◆ YOUR OBJECTIVE:
In the listing beneath this line, copy exactly the lines starting with the one containing "Ok(serde_yaml::from_str(&content)?)" and going on through the one containing "let decay_t = (elapsed".

◆ AVAILABLE RECORDS:

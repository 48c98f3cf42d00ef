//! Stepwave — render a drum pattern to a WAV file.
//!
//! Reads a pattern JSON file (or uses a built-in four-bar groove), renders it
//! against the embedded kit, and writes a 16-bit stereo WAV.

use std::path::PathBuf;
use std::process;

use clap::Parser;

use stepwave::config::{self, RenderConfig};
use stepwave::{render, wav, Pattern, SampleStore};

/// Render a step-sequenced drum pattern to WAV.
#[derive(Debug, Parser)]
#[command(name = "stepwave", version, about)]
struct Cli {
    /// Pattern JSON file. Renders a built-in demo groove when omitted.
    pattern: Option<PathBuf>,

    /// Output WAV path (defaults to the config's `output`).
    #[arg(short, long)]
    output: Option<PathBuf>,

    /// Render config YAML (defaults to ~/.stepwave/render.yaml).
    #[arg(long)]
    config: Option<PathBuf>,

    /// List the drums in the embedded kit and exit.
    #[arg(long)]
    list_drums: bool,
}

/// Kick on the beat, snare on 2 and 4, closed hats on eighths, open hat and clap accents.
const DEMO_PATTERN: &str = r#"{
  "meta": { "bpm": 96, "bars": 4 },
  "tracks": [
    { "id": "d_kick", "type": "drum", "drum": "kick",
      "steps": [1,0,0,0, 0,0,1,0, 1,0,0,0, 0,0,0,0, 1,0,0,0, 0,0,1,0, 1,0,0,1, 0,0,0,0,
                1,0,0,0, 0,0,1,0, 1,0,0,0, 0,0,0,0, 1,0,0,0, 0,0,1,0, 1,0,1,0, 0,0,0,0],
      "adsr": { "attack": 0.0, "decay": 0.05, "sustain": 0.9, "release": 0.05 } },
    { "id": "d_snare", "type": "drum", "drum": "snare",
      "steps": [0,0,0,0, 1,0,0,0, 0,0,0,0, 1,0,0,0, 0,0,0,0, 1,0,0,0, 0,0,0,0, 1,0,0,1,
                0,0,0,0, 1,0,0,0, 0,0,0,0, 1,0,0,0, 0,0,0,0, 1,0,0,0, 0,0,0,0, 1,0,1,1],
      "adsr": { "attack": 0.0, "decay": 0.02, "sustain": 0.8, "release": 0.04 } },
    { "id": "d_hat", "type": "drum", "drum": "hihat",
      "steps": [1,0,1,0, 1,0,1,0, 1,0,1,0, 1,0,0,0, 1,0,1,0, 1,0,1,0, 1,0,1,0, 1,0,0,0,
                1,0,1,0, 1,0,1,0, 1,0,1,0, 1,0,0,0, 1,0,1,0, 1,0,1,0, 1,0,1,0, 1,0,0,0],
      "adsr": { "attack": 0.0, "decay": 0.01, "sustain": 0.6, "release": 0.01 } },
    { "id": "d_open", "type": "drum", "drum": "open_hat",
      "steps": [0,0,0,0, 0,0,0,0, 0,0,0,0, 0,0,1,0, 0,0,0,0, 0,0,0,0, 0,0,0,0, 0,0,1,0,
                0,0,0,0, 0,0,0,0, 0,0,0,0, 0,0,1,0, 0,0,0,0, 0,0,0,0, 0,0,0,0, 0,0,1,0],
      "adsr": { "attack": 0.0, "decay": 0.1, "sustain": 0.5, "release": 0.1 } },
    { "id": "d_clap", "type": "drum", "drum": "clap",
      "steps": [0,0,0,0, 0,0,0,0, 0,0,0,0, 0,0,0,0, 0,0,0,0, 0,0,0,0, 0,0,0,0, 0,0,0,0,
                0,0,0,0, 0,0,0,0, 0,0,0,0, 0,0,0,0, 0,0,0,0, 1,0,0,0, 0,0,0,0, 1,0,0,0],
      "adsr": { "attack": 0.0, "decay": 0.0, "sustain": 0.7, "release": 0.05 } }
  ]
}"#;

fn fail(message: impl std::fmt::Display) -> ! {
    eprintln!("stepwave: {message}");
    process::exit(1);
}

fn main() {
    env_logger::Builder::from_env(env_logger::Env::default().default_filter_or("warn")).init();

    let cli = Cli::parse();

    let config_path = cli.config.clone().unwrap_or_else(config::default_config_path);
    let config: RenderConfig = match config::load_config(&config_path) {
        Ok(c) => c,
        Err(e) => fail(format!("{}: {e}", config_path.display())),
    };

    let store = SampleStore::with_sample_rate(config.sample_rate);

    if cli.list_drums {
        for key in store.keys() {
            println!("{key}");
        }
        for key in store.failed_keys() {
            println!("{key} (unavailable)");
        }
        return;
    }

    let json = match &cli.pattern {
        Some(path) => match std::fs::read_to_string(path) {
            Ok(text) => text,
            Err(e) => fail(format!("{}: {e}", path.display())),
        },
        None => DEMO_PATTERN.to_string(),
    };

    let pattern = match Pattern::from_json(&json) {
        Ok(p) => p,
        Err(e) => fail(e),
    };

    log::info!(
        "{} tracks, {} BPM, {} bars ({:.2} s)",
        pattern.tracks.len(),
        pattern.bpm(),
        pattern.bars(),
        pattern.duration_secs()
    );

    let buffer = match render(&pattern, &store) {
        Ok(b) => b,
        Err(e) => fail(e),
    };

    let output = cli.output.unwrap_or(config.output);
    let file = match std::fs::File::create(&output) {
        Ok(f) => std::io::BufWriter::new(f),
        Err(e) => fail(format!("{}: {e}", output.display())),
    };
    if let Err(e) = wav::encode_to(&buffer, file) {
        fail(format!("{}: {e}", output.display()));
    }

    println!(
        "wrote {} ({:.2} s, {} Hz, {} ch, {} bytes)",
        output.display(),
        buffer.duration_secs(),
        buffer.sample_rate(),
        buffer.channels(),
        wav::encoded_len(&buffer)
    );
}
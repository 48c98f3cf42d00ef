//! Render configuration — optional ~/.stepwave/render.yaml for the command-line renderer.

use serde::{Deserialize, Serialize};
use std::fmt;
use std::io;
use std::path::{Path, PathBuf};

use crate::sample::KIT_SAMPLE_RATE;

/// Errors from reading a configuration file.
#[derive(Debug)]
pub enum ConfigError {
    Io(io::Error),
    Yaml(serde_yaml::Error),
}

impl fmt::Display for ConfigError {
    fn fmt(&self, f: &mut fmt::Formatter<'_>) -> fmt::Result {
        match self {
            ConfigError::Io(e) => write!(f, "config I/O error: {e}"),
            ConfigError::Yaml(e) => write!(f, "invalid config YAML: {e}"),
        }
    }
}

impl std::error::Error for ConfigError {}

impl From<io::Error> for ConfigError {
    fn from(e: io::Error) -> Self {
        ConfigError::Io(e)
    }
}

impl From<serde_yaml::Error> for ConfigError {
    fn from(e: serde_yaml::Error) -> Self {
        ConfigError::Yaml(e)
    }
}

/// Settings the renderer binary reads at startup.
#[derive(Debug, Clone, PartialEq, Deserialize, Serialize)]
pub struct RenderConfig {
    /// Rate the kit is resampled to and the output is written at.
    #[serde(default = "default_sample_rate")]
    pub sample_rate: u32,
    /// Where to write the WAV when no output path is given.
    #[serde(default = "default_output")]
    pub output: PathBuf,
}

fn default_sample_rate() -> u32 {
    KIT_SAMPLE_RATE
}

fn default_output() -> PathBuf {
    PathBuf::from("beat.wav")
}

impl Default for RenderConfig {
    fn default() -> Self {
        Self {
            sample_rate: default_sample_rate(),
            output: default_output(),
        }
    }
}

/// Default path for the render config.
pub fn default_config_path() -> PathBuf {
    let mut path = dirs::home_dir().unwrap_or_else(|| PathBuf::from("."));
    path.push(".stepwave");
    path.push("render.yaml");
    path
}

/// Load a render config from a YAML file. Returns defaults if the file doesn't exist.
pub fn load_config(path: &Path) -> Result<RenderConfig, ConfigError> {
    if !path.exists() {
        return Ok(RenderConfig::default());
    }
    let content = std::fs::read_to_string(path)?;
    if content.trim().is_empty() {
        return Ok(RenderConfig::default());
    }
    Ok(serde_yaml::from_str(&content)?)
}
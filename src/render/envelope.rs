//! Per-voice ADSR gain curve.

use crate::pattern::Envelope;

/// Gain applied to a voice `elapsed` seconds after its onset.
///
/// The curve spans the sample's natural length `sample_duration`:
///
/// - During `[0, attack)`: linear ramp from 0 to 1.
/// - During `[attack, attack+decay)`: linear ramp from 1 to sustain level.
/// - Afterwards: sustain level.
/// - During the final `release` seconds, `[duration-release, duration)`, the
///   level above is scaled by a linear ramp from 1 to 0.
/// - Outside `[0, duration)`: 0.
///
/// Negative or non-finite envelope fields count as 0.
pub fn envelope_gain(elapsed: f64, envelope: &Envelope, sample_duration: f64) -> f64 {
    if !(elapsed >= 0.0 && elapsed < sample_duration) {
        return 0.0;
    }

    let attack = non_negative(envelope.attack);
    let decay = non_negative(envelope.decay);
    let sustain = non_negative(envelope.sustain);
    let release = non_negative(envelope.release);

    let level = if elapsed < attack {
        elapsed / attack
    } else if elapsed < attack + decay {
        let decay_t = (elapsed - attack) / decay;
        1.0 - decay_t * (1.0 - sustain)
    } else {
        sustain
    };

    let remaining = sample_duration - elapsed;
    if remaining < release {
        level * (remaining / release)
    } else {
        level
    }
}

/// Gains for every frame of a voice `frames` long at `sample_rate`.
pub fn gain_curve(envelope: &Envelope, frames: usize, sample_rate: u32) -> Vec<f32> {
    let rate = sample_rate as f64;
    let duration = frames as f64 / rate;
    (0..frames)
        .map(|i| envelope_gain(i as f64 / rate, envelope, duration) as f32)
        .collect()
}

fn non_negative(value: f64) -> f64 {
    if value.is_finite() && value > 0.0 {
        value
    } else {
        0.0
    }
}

◆ SOLUTION TO THIS EXERCISE:
    Ok(serde_yaml::from_str(&content)?)
}
filename src/render/envelope.rs
//! Per-voice ADSR gain curve.

use crate::pattern::Envelope;

/// Gain applied to a voice `elapsed` seconds after its onset.
///
/// The curve spans the sample's natural length `sample_duration`:
///
/// - During `[0, attack)`: linear ramp from 0 to 1.
/// - During `[attack, attack+decay)`: linear ramp from 1 to sustain level.
/// - Afterwards: sustain level.
/// - During the final `release` seconds, `[duration-release, duration)`, the
///   level above is scaled by a linear ramp from 1 to 0.
/// - Outside `[0, duration)`: 0.
///
/// Negative or non-finite envelope fields count as 0.
pub fn envelope_gain(elapsed: f64, envelope: &Envelope, sample_duration: f64) -> f64 {
    if !(elapsed >= 0.0 && elapsed < sample_duration) {
        return 0.0;
    }

    let attack = non_negative(envelope.attack);
    let decay = non_negative(envelope.decay);
    let sustain = non_negative(envelope.sustain);
    let release = non_negative(envelope.release);

    let level = if elapsed < attack {
        elapsed / attack
    } else if elapsed < attack + decay {
        let decay_t = (elapsed - attack) / decay;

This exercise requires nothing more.